### [What you should do]
Restate exactly, and only, the lines spanning from the one with "let _ = tokio::fs::remove_file(&staging).await;" to the end of the records below.

### [Records for the task]
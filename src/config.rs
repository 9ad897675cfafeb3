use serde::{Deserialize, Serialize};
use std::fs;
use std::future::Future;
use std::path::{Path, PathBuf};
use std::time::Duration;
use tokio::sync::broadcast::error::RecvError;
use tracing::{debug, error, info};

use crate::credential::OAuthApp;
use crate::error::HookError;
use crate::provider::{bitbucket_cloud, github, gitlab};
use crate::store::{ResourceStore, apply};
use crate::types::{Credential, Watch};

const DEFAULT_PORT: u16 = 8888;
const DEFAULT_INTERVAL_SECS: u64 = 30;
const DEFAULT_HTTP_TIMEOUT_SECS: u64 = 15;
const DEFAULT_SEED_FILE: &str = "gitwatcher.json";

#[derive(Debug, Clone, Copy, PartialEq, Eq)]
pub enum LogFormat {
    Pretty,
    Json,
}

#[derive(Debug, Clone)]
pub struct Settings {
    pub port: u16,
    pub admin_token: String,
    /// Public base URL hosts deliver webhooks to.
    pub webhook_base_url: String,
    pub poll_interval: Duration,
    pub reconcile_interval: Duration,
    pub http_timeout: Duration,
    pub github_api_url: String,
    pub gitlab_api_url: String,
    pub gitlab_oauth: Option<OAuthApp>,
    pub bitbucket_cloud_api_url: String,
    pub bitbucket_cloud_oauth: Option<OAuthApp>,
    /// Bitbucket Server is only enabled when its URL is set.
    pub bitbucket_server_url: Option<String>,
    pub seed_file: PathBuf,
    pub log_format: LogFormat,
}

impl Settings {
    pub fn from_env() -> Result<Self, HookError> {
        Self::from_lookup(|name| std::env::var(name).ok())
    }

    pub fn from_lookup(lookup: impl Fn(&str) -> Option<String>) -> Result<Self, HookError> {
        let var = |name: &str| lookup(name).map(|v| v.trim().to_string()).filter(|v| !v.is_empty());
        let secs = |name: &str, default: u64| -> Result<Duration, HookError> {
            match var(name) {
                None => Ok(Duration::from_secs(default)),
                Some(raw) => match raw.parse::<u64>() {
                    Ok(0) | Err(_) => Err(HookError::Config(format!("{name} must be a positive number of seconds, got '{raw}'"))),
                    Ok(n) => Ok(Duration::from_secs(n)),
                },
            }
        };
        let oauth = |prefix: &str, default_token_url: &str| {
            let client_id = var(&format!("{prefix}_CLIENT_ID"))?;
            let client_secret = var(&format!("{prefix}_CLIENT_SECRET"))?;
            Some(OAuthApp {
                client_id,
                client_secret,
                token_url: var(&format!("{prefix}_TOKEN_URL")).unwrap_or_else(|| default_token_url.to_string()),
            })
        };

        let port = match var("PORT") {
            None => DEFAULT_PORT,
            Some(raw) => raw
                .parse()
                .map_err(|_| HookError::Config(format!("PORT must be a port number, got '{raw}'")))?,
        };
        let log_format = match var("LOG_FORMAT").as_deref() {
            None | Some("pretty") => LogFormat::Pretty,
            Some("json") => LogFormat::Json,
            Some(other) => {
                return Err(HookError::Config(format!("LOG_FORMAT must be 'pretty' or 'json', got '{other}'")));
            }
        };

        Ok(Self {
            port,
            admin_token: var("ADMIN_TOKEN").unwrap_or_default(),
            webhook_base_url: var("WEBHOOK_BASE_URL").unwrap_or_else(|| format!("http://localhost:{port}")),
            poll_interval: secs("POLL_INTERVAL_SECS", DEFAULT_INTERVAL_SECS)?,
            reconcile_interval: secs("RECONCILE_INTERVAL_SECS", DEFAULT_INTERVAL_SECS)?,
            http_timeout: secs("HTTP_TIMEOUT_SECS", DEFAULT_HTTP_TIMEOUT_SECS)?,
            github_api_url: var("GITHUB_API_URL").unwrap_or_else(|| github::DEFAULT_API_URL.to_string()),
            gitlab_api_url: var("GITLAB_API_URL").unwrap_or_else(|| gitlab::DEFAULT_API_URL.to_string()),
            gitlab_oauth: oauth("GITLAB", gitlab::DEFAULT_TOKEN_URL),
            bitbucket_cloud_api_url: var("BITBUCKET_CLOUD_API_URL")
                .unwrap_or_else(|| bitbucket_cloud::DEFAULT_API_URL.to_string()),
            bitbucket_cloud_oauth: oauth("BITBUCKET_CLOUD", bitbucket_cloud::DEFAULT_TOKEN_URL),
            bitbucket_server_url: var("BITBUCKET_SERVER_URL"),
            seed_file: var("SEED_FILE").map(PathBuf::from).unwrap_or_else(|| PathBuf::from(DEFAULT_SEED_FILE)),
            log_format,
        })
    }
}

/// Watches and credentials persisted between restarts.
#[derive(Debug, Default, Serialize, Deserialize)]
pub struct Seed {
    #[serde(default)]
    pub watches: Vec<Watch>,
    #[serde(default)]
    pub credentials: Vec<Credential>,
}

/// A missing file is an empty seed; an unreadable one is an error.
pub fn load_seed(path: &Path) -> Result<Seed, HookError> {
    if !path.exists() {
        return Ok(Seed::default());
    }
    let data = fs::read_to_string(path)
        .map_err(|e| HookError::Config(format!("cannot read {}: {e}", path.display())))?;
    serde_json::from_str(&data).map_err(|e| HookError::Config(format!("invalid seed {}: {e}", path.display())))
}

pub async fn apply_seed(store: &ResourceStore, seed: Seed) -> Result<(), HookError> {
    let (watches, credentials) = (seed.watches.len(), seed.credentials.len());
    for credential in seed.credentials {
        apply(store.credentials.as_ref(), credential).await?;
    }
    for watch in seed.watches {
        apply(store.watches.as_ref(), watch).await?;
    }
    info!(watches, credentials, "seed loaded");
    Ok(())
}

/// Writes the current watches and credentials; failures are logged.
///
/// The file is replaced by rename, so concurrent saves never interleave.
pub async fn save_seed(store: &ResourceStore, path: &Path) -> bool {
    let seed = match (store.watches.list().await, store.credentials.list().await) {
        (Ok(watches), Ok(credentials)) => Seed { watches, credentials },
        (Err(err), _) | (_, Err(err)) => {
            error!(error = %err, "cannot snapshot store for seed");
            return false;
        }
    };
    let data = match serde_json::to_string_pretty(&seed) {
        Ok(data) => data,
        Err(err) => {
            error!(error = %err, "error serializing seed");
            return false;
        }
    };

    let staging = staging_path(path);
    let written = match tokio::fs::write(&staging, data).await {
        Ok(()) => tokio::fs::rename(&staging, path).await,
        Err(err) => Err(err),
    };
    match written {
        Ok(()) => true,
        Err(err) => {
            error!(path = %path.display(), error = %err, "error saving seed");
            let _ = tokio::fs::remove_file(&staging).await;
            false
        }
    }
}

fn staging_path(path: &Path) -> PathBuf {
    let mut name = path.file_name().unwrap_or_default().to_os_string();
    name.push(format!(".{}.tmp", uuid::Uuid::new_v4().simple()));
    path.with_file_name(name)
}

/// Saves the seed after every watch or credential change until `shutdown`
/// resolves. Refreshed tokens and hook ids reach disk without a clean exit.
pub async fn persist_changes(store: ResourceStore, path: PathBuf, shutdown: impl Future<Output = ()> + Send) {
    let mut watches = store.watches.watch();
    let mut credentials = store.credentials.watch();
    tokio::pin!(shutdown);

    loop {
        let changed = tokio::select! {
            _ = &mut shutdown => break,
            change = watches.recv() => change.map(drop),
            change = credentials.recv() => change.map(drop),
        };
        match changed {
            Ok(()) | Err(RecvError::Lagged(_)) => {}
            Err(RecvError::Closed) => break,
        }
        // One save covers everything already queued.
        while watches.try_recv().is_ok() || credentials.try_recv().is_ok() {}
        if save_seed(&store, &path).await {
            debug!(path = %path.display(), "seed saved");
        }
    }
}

### [Written answer]
            let _ = tokio::fs::remove_file(&staging).await;
            false
        }
    }
}

fn staging_path(path: &Path) -> PathBuf {
    let mut name = path.file_name().unwrap_or_default().to_os_string();
    name.push(format!(".{}.tmp", uuid::Uuid::new_v4().simple()));
    path.with_file_name(name)
}

/// Saves the seed after every watch or credential change until `shutdown`
/// resolves. Refreshed tokens and hook ids reach disk without a clean exit.
pub async fn persist_changes(store: ResourceStore, path: PathBuf, shutdown: impl Future<Output = ()> + Send) {
    let mut watches = store.watches.watch();
    let mut credentials = store.credentials.watch();
    tokio::pin!(shutdown);

    loop {
        let changed = tokio::select! {
            _ = &mut shutdown => break,
            change = watches.recv() => change.map(drop),
            change = credentials.recv() => change.map(drop),
        };
        match changed {
            Ok(()) | Err(RecvError::Lagged(_)) => {}
            Err(RecvError::Closed) => break,
        }
        // One save covers everything already queued.
        while watches.try_recv().is_ok() || credentials.try_recv().is_ok() {}
        if save_seed(&store, &path).await {
            debug!(path = %path.display(), "seed saved");
        }
    }
}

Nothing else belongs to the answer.